The inhabitants of Hollands Island shared many Island names and relations such as Parks, Bradshaw, Pruitt, and Dize, along with names and relations from Somerset County, MD. They shared the same Methodist religion and preachers as Tangier, Smiths Island and all the islands in the bay. Traveling up and down the bay these ministers would "island hop" to each island including Hollands about once a month to hold services, baptisms and marriages, usually on a weekday. During the time that a minister was not present services and prayer meetings would be held by Class leaders of the church.

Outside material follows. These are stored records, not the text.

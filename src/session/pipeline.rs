//! Record-and-encode pipeline
//!
//! `RecordingSession` owns one capture source and walks it through the
//! transport states; `stop` hands back a `CapturedRecording` that owns the
//! drained bytes. `RecordingPipeline::finish` then consumes that recording:
//! decode, optional resample, interleave, encode, name, deliver.

use chrono::{DateTime, Local};
use serde::Serialize;
use uuid::Uuid;

use crate::config::RecorderConfig;
use crate::engine::buffer::interleave;
use crate::engine::io::resample;
use crate::engine::transport::{RecorderState, RecorderTransport};
use crate::error::{Result, WavrecError};
use crate::session::capture::{chunk_channel, AudioCapture, ChunkReceiver};
use crate::session::decode::AudioDecoder;
use crate::session::delivery::{DeliveryReceipt, FileDelivery};
use crate::session::naming::FilenameTemplate;
use crate::session::wake_lock::WakeLock;
use crate::wav::{encode, WaveFile};

/// Everything a finished take captured
#[derive(Debug, Clone)]
pub struct CapturedRecording {
    pub session_id: Uuid,
    /// Concatenated capture chunks, still in the capture encoding
    pub data: Vec<u8>,
    pub chunk_count: usize,
    pub pause_count: u32,
    pub started_at: DateTime<Local>,
    pub stopped_at: DateTime<Local>,
}

/// One take from start to stop
pub struct RecordingSession {
    id: Uuid,
    capture: Box<dyn AudioCapture>,
    transport: RecorderTransport,
    receiver: Option<ChunkReceiver>,
    wake_lock: Option<Box<dyn WakeLock>>,
    started_at: Option<DateTime<Local>>,
}

impl RecordingSession {
    /// Create an inactive session around `capture`
    pub fn new(capture: Box<dyn AudioCapture>, allow_pause: bool) -> Self {
        Self {
            id: Uuid::new_v4(),
            capture,
            transport: RecorderTransport::new(allow_pause),
            receiver: None,
            wake_lock: None,
            started_at: None,
        }
    }

    /// Hold `lock` for as long as a take is in progress
    pub fn with_wake_lock(mut self, lock: Box<dyn WakeLock>) -> Self {
        self.wake_lock = Some(lock);
        self
    }

    /// Session id, also carried by every recording it produces
    pub fn id(&self) -> Uuid {
        self.id
    }

    /// Current transport state
    pub fn state(&self) -> RecorderState {
        self.transport.state()
    }

    /// Whether the wake lock (if any) is held
    pub fn holds_wake_lock(&self) -> bool {
        self.wake_lock.as_ref().is_some_and(|lock| lock.is_held())
    }

    /// Start a take
    pub fn start(&mut self) -> Result<()> {
        self.transport.start()?;

        let (sender, receiver) = chunk_channel();
        if let Err(e) = self.capture.start(sender) {
            // Roll back so the session can be started again
            self.transport.stop()?;
            return Err(e);
        }

        self.receiver = Some(receiver);
        self.started_at = Some(Local::now());

        if let Some(lock) = self.wake_lock.as_mut() {
            if let Err(e) = lock.acquire() {
                log::warn!("Could not keep the display awake: {}", e);
            }
        }

        log::info!("Session {} recording", self.id);
        Ok(())
    }

    /// Suspend the take
    pub fn pause(&mut self) -> Result<()> {
        let was_recording = self.transport.is_recording();
        self.transport.pause()?;
        if was_recording {
            self.capture.pause()?;
        }
        Ok(())
    }

    /// Continue a paused take
    pub fn resume(&mut self) -> Result<()> {
        let was_paused = self.transport.is_paused();
        self.transport.resume()?;
        if was_paused {
            self.capture.resume()?;
        }
        Ok(())
    }

    /// Pause when recording, resume when paused; returns the new state
    pub fn toggle_pause(&mut self) -> Result<RecorderState> {
        match self.transport.state() {
            RecorderState::Recording => self.pause()?,
            RecorderState::Paused => self.resume()?,
            RecorderState::Inactive => {
                return Err(WavrecError::InvalidTransition {
                    state: RecorderState::Inactive.to_string(),
                    action: "pause".to_string(),
                })
            }
        }
        Ok(self.transport.state())
    }

    /// End the take and collect everything captured
    ///
    /// # Errors
    /// * `InvalidTransition` - no take in progress
    /// * `CaptureError` - the capture failed to stop, or captured nothing
    pub fn stop(&mut self) -> Result<CapturedRecording> {
        self.transport.stop()?;

        let stopped = self.capture.stop();
        let stopped_at = Local::now();
        self.release_wake_lock();
        let receiver = self.receiver.take();
        stopped?;

        let (data, chunk_count) = receiver.map(|rx| rx.drain()).unwrap_or_default();
        if data.is_empty() {
            return Err(WavrecError::CaptureError {
                reason: "no audio was captured".to_string(),
            });
        }

        log::info!(
            "Session {} stopped: {} bytes in {} chunk(s)",
            self.id,
            data.len(),
            chunk_count
        );

        Ok(CapturedRecording {
            session_id: self.id,
            data,
            chunk_count,
            pause_count: self.transport.pause_count(),
            started_at: self.started_at.take().unwrap_or(stopped_at),
            stopped_at,
        })
    }

    fn release_wake_lock(&mut self) {
        if let Some(lock) = self.wake_lock.as_mut() {
            lock.release();
        }
    }
}

impl Drop for RecordingSession {
    fn drop(&mut self) {
        self.release_wake_lock();
    }
}

/// Summary of a delivered recording
#[derive(Debug, Clone, Serialize)]
pub struct RecordingReport {
    pub session_id: Uuid,
    pub channels: u16,
    pub sample_rate: u32,
    pub frame_count: usize,
    pub duration_secs: f64,
    pub pause_count: u32,
    pub stopped_at: DateTime<Local>,
    pub delivery: DeliveryReceipt,
}

/// Decode, encode and deliver finished takes
pub struct RecordingPipeline {
    decoder: Box<dyn AudioDecoder>,
    delivery: Box<dyn FileDelivery>,
    naming: FilenameTemplate,
    target_sample_rate: Option<u32>,
}

impl RecordingPipeline {
    /// Build a pipeline with the stages `config` enables
    pub fn new(
        decoder: Box<dyn AudioDecoder>,
        delivery: Box<dyn FileDelivery>,
        config: &RecorderConfig,
    ) -> Self {
        Self {
            decoder,
            delivery,
            naming: FilenameTemplate::new(config.labeled_filenames, &config.default_label),
            target_sample_rate: config.target_sample_rate,
        }
    }

    /// Open a session with the stages `config` enables
    pub fn session(
        capture: Box<dyn AudioCapture>,
        wake_lock: Option<Box<dyn WakeLock>>,
        config: &RecorderConfig,
    ) -> RecordingSession {
        let session = RecordingSession::new(capture, config.allow_pause);
        match wake_lock {
            Some(lock) if config.hold_wake_lock => session.with_wake_lock(lock),
            _ => session,
        }
    }

    /// Turn captured bytes into a WAVE file
    pub fn encode_captured(&self, captured: &CapturedRecording) -> Result<WaveFile> {
        let mut decoded = self.decoder.decode(&captured.data)?;
        if let Some(rate) = self.target_sample_rate {
            decoded = resample(decoded, rate)?;
        }

        let interleaved = interleave(&decoded)?;
        encode(&interleaved, decoded.sample_rate)
    }

    /// Encode and deliver `captured` under a name built from `label`
    pub fn finish(&mut self, captured: CapturedRecording, label: &str) -> Result<RecordingReport> {
        let wave = self.encode_captured(&captured)?;
        let header = wave.header()?;

        let filename = self.naming.render(label, &captured.stopped_at.naive_local());
        let delivery = self.delivery.deliver(&wave, &filename)?;

        Ok(RecordingReport {
            session_id: captured.session_id,
            channels: header.channels,
            sample_rate: header.sample_rate,
            frame_count: header.frame_count() as usize,
            duration_secs: header.duration_secs(),
            pause_count: captured.pause_count,
            stopped_at: captured.stopped_at,
            delivery,
        })
    }
}

#[cfg(test)]
mod tests {
    use super::*;
    use crate::engine::io::HoundDecoder;
    use crate::session::capture::ChunkSender;
    use crate::session::delivery::MemoryDelivery;
    use crate::session::wake_lock::NoopWakeLock;
    use std::sync::{Arc, Mutex};

    /// Emits one chunk per call while recording, split on pause/stop
    struct ScriptedCapture {
        chunks: Vec<Vec<u8>>,
        sink: Option<ChunkSender>,
        log: Arc<Mutex<Vec<&'static str>>>,
    }

    impl ScriptedCapture {
        fn new(chunks: Vec<Vec<u8>>) -> (Self, Arc<Mutex<Vec<&'static str>>>) {
            let log = Arc::new(Mutex::new(Vec::new()));
            (
                Self {
                    chunks,
                    sink: None,
                    log: Arc::clone(&log),
                },
                log,
            )
        }

        fn flush_one(&mut self) -> Result<()> {
            if let (Some(sink), false) = (&self.sink, self.chunks.is_empty()) {
                sink.send(self.chunks.remove(0))?;
            }
            Ok(())
        }
    }

    impl AudioCapture for ScriptedCapture {
        fn start(&mut self, sink: ChunkSender) -> Result<()> {
            self.log.lock().unwrap().push("start");
            self.sink = Some(sink);
            Ok(())
        }
        fn pause(&mut self) -> Result<()> {
            self.log.lock().unwrap().push("pause");
            self.flush_one()
        }
        fn resume(&mut self) -> Result<()> {
            self.log.lock().unwrap().push("resume");
            Ok(())
        }
        fn stop(&mut self) -> Result<()> {
            self.log.lock().unwrap().push("stop");
            while !self.chunks.is_empty() {
                self.flush_one()?;
            }
            self.sink = None;
            Ok(())
        }
    }

    struct FailingCapture;

    impl AudioCapture for FailingCapture {
        fn start(&mut self, _sink: ChunkSender) -> Result<()> {
            Err(WavrecError::CaptureError {
                reason: "permission denied".to_string(),
            })
        }
        fn pause(&mut self) -> Result<()> {
            Ok(())
        }
        fn resume(&mut self) -> Result<()> {
            Ok(())
        }
        fn stop(&mut self) -> Result<()> {
            Ok(())
        }
    }

    #[test]
    fn test_session_collects_chunks_in_order() {
        let (capture, log) = ScriptedCapture::new(vec![vec![1, 2], vec![3], vec![4, 5]]);
        let mut session = RecordingSession::new(Box::new(capture), true);

        session.start().unwrap();
        session.pause().unwrap();
        session.resume().unwrap();
        let captured = session.stop().unwrap();

        assert_eq!(captured.data, vec![1, 2, 3, 4, 5]);
        assert_eq!(captured.chunk_count, 3);
        assert_eq!(captured.pause_count, 1);
        assert_eq!(captured.session_id, session.id());
        assert!(captured.stopped_at >= captured.started_at);
        assert_eq!(
            *log.lock().unwrap(),
            vec!["start", "pause", "resume", "stop"]
        );
    }

    #[test]
    fn test_repeated_pause_reaches_capture_once() {
        let (capture, log) = ScriptedCapture::new(vec![vec![1]]);
        let mut session = RecordingSession::new(Box::new(capture), true);

        session.start().unwrap();
        session.pause().unwrap();
        session.pause().unwrap();
        assert_eq!(session.toggle_pause().unwrap(), RecorderState::Recording);
        session.stop().unwrap();

        assert_eq!(
            *log.lock().unwrap(),
            vec!["start", "pause", "resume", "stop"]
        );
    }

    #[test]
    fn test_pause_disabled_session() {
        let (capture, _) = ScriptedCapture::new(vec![vec![1]]);
        let mut session = RecordingSession::new(Box::new(capture), false);
        session.start().unwrap();
        assert_eq!(
            session.pause().unwrap_err().error_code(),
            "INVALID_TRANSITION"
        );
        assert_eq!(session.state(), RecorderState::Recording);
    }

    #[test]
    fn test_stop_without_start() {
        let (capture, _) = ScriptedCapture::new(vec![vec![1]]);
        let mut session = RecordingSession::new(Box::new(capture), true);
        assert!(session.stop().is_err());
        assert!(session.toggle_pause().is_err());
    }

    #[test]
    fn test_empty_capture_is_error() {
        let (capture, _) = ScriptedCapture::new(vec![]);
        let mut session = RecordingSession::new(Box::new(capture), true);
        session.start().unwrap();
        let err = session.stop().unwrap_err();
        assert_eq!(err.error_code(), "CAPTURE_ERROR");
        assert_eq!(session.state(), RecorderState::Inactive);
    }

    #[test]
    fn test_failed_capture_start_rolls_back() {
        let mut session = RecordingSession::new(Box::new(FailingCapture), true)
            .with_wake_lock(Box::new(NoopWakeLock::new()));
        assert!(session.start().is_err());
        assert_eq!(session.state(), RecorderState::Inactive);
        assert!(!session.holds_wake_lock());
    }

    #[test]
    fn test_wake_lock_held_during_take() {
        let (capture, _) = ScriptedCapture::new(vec![vec![1]]);
        let mut session = RecordingSession::new(Box::new(capture), true)
            .with_wake_lock(Box::new(NoopWakeLock::new()));

        assert!(!session.holds_wake_lock());
        session.start().unwrap();
        assert!(session.holds_wake_lock());
        session.pause().unwrap();
        assert!(session.holds_wake_lock());
        session.stop().unwrap();
        assert!(!session.holds_wake_lock());
    }

    #[test]
    fn test_session_factory_respects_wake_lock_flag() {
        let config = RecorderConfig {
            hold_wake_lock: false,
            ..RecorderConfig::default()
        };
        let (capture, _) = ScriptedCapture::new(vec![vec![1]]);
        let mut session = RecordingPipeline::session(
            Box::new(capture),
            Some(Box::new(NoopWakeLock::new())),
            &config,
        );
        session.start().unwrap();
        assert!(!session.holds_wake_lock());
    }

    #[test]
    fn test_pipeline_rejects_undecodable_capture() {
        let (capture, _) = ScriptedCapture::new(vec![b"webm?".to_vec()]);
        let mut session = RecordingSession::new(Box::new(capture), true);
        session.start().unwrap();
        let captured = session.stop().unwrap();

        let delivery = MemoryDelivery::new();
        let mut pipeline = RecordingPipeline::new(
            Box::new(HoundDecoder::new()),
            Box::new(delivery),
            &RecorderConfig::default(),
        );
        let err = pipeline.finish(captured, "x").unwrap_err();
        assert_eq!(err.error_code(), "DECODE_ERROR");
    }
}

Joshua Thomas, "The Parson of the Islands", married Charlotte (Lottie) Bradshaw, the daughter of Richard Bradshaw, after his first wife Rachel died on Tangier in 1814. Lottie, a young girl of about 15, was living on Hollands Island when Joshua Thomas got Richard's consent to marry her. "Richard said, 'if she agrees I will,' so Joshua gave her a sermon while she was milking a cow. She said, 'If the lord insists, I will marry you.'"
The people on the Island lived very simple lives. In the early 1800 censuses they were listed as farmers and by 1850 most of them were listed as watermen. In 1918, with the Bay encroaching on them, most of the inhabitants moved off to the mainland, taking houses and even some graves of their dead with them.